As far as we know - they initially believed a gland to have slipped down behind the top of her breast bone. It's quite high up - kind of by her collar bone. There was never any mention of it attached to her heart or her veins according to my brother. Just that they now believed it to be some other kind of mass that needed to be biopsied.

She has no life. She doesn't have one single friend and we've all tried to help with that. We encourage her to go to clubs and try new hobbies but she won't and we can't force her. She has pushed away everyone - she has siblings that won't speak to her because of who she is. Honestly I don't know what else we could do. If she wants to change her life it has to come from her I guess.

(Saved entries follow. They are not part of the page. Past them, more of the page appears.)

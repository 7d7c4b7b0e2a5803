//! Manufacturer scraping

use super::{db_path, open_catalog, CmdResult};
use crate::settings::Settings;
use clap::Args;
use quiver_engine::commands::update::update_all;
use quiver_scraper::{
    ArrowExtractor, HttpFetcher, OpenAiCompatibleClient, Scraper, ScraperConfig,
};
use std::path::PathBuf;

#[derive(Debug, Args)]
pub struct ScrapeArgs {
    /// Manufacturer name; partial names are accepted
    #[arg(conflicts_with_all = ["all", "list"])]
    pub manufacturer: Option<String>,

    /// Scrape every manufacturer and import the results
    #[arg(long)]
    pub all: bool,

    /// With --all, rescrape manufacturers already in the catalog
    #[arg(long, requires = "all")]
    pub force: bool,

    /// List configured manufacturers
    #[arg(long)]
    pub list: bool,

    /// Manufacturers YAML (default: from settings)
    #[arg(long)]
    pub config: Option<PathBuf>,

    #[arg(long)]
    pub db: Option<PathBuf>,
}

pub fn execute(args: ScrapeArgs, settings: &Settings) -> CmdResult {
    let config_path = args
        .config
        .clone()
        .unwrap_or_else(|| settings.manufacturers_config.clone());
    let config = ScraperConfig::load(&config_path)?;

    if args.list {
        println!(
            "{} manufacturer(s), {} URL(s)",
            config.manufacturers.len(),
            config.total_urls()
        );
        for name in config.names() {
            println!("  {} ({} URL(s))", name, config.urls(name).len());
        }
        return Ok(());
    }

    if !args.all && args.manufacturer.is_none() {
        return Err("Must specify a manufacturer, --all or --list".into());
    }

    let scraper = build_scraper(&config, settings)?;
    let runtime = tokio::runtime::Runtime::new()?;

    if args.all {
        let mut conn = open_catalog(&db_path(args.db, settings))?;
        let summary = runtime.block_on(update_all(
            &mut conn,
            &config,
            &scraper,
            args.force,
            &settings.data_dir,
        ))?;

        println!(
            "✓ Scraped {} manufacturer(s) in {:.1}s: {} arrows found, {} imported",
            summary.manufacturers_processed,
            summary.duration_secs,
            summary.arrows_found,
            summary.arrows_imported
        );
        if !summary.manufacturers_skipped.is_empty() {
            println!("Skipped: {}", summary.manufacturers_skipped.join(", "));
        }
        for url in &summary.failed_urls {
            println!("Failed URL: {}", url);
        }
        return Ok(());
    }

    let requested = args.manufacturer.unwrap_or_default();
    let name = config
        .manufacturer(&requested)
        .map(|_| requested.as_str())
        .or_else(|| config.find_by_partial_name(&requested))
        .ok_or_else(|| format!("manufacturer '{}' is not configured", requested))?
        .to_string();
    let urls = config.urls(&name);
    if urls.is_empty() {
        return Err(format!("manufacturer '{}' has no product URLs", name).into());
    }

    let outcome = runtime.block_on(scraper.scrape_manufacturer(&name, urls));
    let saved = Scraper::save_session(&settings.data_dir, &outcome)?;

    println!(
        "✓ {}: {} arrow(s), {} spine option(s) from {} URL(s)",
        name,
        outcome.arrows.len(),
        outcome.total_spine_options(),
        urls.len()
    );
    println!("Session: {}", saved.session_file.display());
    if let Some(processed) = &saved.processed_file {
        println!("Processed: {}", processed.display());
    }
    for url in outcome.session.failed_urls() {
        println!("Failed URL: {}", url);
    }
    Ok(())
}

fn build_scraper(
    config: &ScraperConfig,
    settings: &Settings,
) -> Result<Scraper, Box<dyn std::error::Error>> {
    let fetcher = HttpFetcher::new(&config.settings)?;
    let client = OpenAiCompatibleClient::new(settings.llm_settings()?)?;
    tracing::debug!(model = client.model(), "LLM client ready");
    Ok(Scraper::new(
        config.settings.clone(),
        Box::new(fetcher),
        ArrowExtractor::new(Box::new(client)),
    ))
}
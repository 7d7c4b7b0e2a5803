//! Manufacturer registry

#![allow(clippy::result_large_err)]

use crate::errors::{from_rusqlite, not_found, Result};
use rusqlite::{Connection, OptionalExtension};
use serde::Serialize;

#[derive(Debug, Clone, PartialEq, Eq, Serialize)]
pub struct Manufacturer {
    pub id: i64,
    pub name: String,
    pub website_url: Option<String>,
    pub country: Option<String>,
    pub is_active: bool,
}

pub struct ManufacturerRepo;

impl ManufacturerRepo {
    /// Id of the named manufacturer, inserting an active row if needed
    pub fn ensure(conn: &Connection, name: &str) -> Result<i64> {
        let name = name.trim();
        conn.execute(
            "INSERT OR IGNORE INTO manufacturers (name, is_active) VALUES (?1, 1)",
            [name],
        )
        .map_err(from_rusqlite)?;
        conn.query_row(
            "SELECT id FROM manufacturers WHERE name = ?1",
            [name],
            |row| row.get(0),
        )
        .map_err(from_rusqlite)
    }

    pub fn get(conn: &Connection, name: &str) -> Result<Option<Manufacturer>> {
        conn.query_row(
            "SELECT id, name, website_url, country, is_active FROM manufacturers WHERE name = ?1",
            [name],
            |row| {
                Ok(Manufacturer {
                    id: row.get(0)?,
                    name: row.get(1)?,
                    website_url: row.get(2)?,
                    country: row.get(3)?,
                    is_active: row.get(4)?,
                })
            },
        )
        .optional()
        .map_err(from_rusqlite)
    }

    pub fn list(conn: &Connection) -> Result<Vec<Manufacturer>> {
        let mut stmt = conn
            .prepare(
                "SELECT id, name, website_url, country, is_active FROM manufacturers ORDER BY name",
            )
            .map_err(from_rusqlite)?;
        let rows = stmt
            .query_map([], |row| {
                Ok(Manufacturer {
                    id: row.get(0)?,
                    name: row.get(1)?,
                    website_url: row.get(2)?,
                    country: row.get(3)?,
                    is_active: row.get(4)?,
                })
            })
            .map_err(from_rusqlite)?
            .collect::<std::result::Result<Vec<_>, _>>()
            .map_err(from_rusqlite)?;
        Ok(rows)
    }

    /// # Errors
    ///
    /// `NotFound` when no manufacturer has that name.
    pub fn set_active(conn: &Connection, name: &str, active: bool) -> Result<()> {
        let changed = conn
            .execute(
                "UPDATE manufacturers SET is_active = ?1, updated_at = CURRENT_TIMESTAMP
                 WHERE name = ?2",
                rusqlite::params![active, name],
            )
            .map_err(from_rusqlite)?;
        if changed == 0 {
            return Err(not_found("set_manufacturer_active", name));
        }
        Ok(())
    }
}

#[cfg(test)]
mod tests {
    use super::*;
    use crate::migrations::apply_migrations;
    use quiver_core::errors::ExErrorKind;

    fn setup_test_db() -> Connection {
        let mut conn = Connection::open_in_memory().unwrap();
        apply_migrations(&mut conn).unwrap();
        conn
    }

    #[test]
    fn test_ensure_is_idempotent() {
        let conn = setup_test_db();
        let first = ManufacturerRepo::ensure(&conn, "Easton Archery").unwrap();
        let second = ManufacturerRepo::ensure(&conn, " Easton Archery ").unwrap();
        assert_eq!(first, second);
        assert_eq!(ManufacturerRepo::list(&conn).unwrap().len(), 1);
    }

    #[test]
    fn test_set_active() {
        let conn = setup_test_db();
        ManufacturerRepo::ensure(&conn, "Gold Tip").unwrap();
        ManufacturerRepo::set_active(&conn, "Gold Tip", false).unwrap();
        assert!(!ManufacturerRepo::get(&conn, "Gold Tip").unwrap().unwrap().is_active);

        let err = ManufacturerRepo::set_active(&conn, "Nobody", true).unwrap_err();
        assert_eq!(err.kind(), ExErrorKind::NotFound);
    }
}
fn manufacturer_integration(conn: &Connection) -> Result<Vec<ValidationIssue>> {
    // Reported under Database Integrity instead
    if !table_exists(conn, "manufacturers")? {
        return Ok(Vec::new());
    }
    let mut issues = Vec::new();

    let missing = query(
        conn,
        "SELECT a.id, a.manufacturer, a.model_name FROM arrows a
         LEFT JOIN manufacturers m ON a.manufacturer = m.name
         WHERE m.name IS NULL AND TRIM(a.manufacturer) != ''
         ORDER BY a.id",
        ArrowRef::from_row,
    )?;
    for arrow in missing {
        let name = arrow.manufacturer.clone().unwrap_or_default();
        issues.push(
            arrow
                .issue(
                    MANUFACTURER_INTEGRATION,
                    Severity::Critical,
                    "manufacturer",
                    "References non-existent manufacturer",
                )
                .value(Some(name.clone()))
                .suggest("Create manufacturer entry or update manufacturer name")
                .fix(format!(
                    "INSERT OR IGNORE INTO manufacturers (name, is_active) VALUES ({}, 1);",
                    sql_text(&name)
                )),
        );
    }

    let inactive = query(
        conn,
        "SELECT a.id, a.manufacturer, a.model_name FROM arrows a
         JOIN manufacturers m ON a.manufacturer = m.name
         WHERE m.is_active = 0 ORDER BY a.id",
        ArrowRef::from_row,
    )?;
    for arrow in inactive {
        let name = arrow.manufacturer.clone().unwrap_or_default();
        issues.push(
            arrow
                .issue(
                    MANUFACTURER_INTEGRATION,
                    Severity::Info,
                    "manufacturer_active_status",
                    "Arrow from inactive manufacturer (hidden from calculator)",
                )
                .value(Some("inactive".to_string()))
                .suggest("Reactivate manufacturer or migrate arrows")
                .fix(format!(
                    "UPDATE manufacturers SET is_active = 1 WHERE name = {};",
                    sql_text(&name)
                )),
        );
    }

    Ok(issues)
}

fn normalized(text: &str) -> String {
    text.trim().to_lowercase()
}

I appreciated the support everyone.

Lemonylemon Tue 12-Mar-13 12:30:35

Hugh We have a mum like yours - she has no friends, she won't go out, she won't help herself. My sister is at her wits' end because she's spent years trying to get our mum to change. We all have. But my brother and I have now accepted that you just can't change someone unless they want to change. My sister is now being referred to CBT counselling to try to deal with her own reaction to my mum.

All I can say is distance yourself emotionally, but support physically.... In the end, you need self-preservation for you and your little family.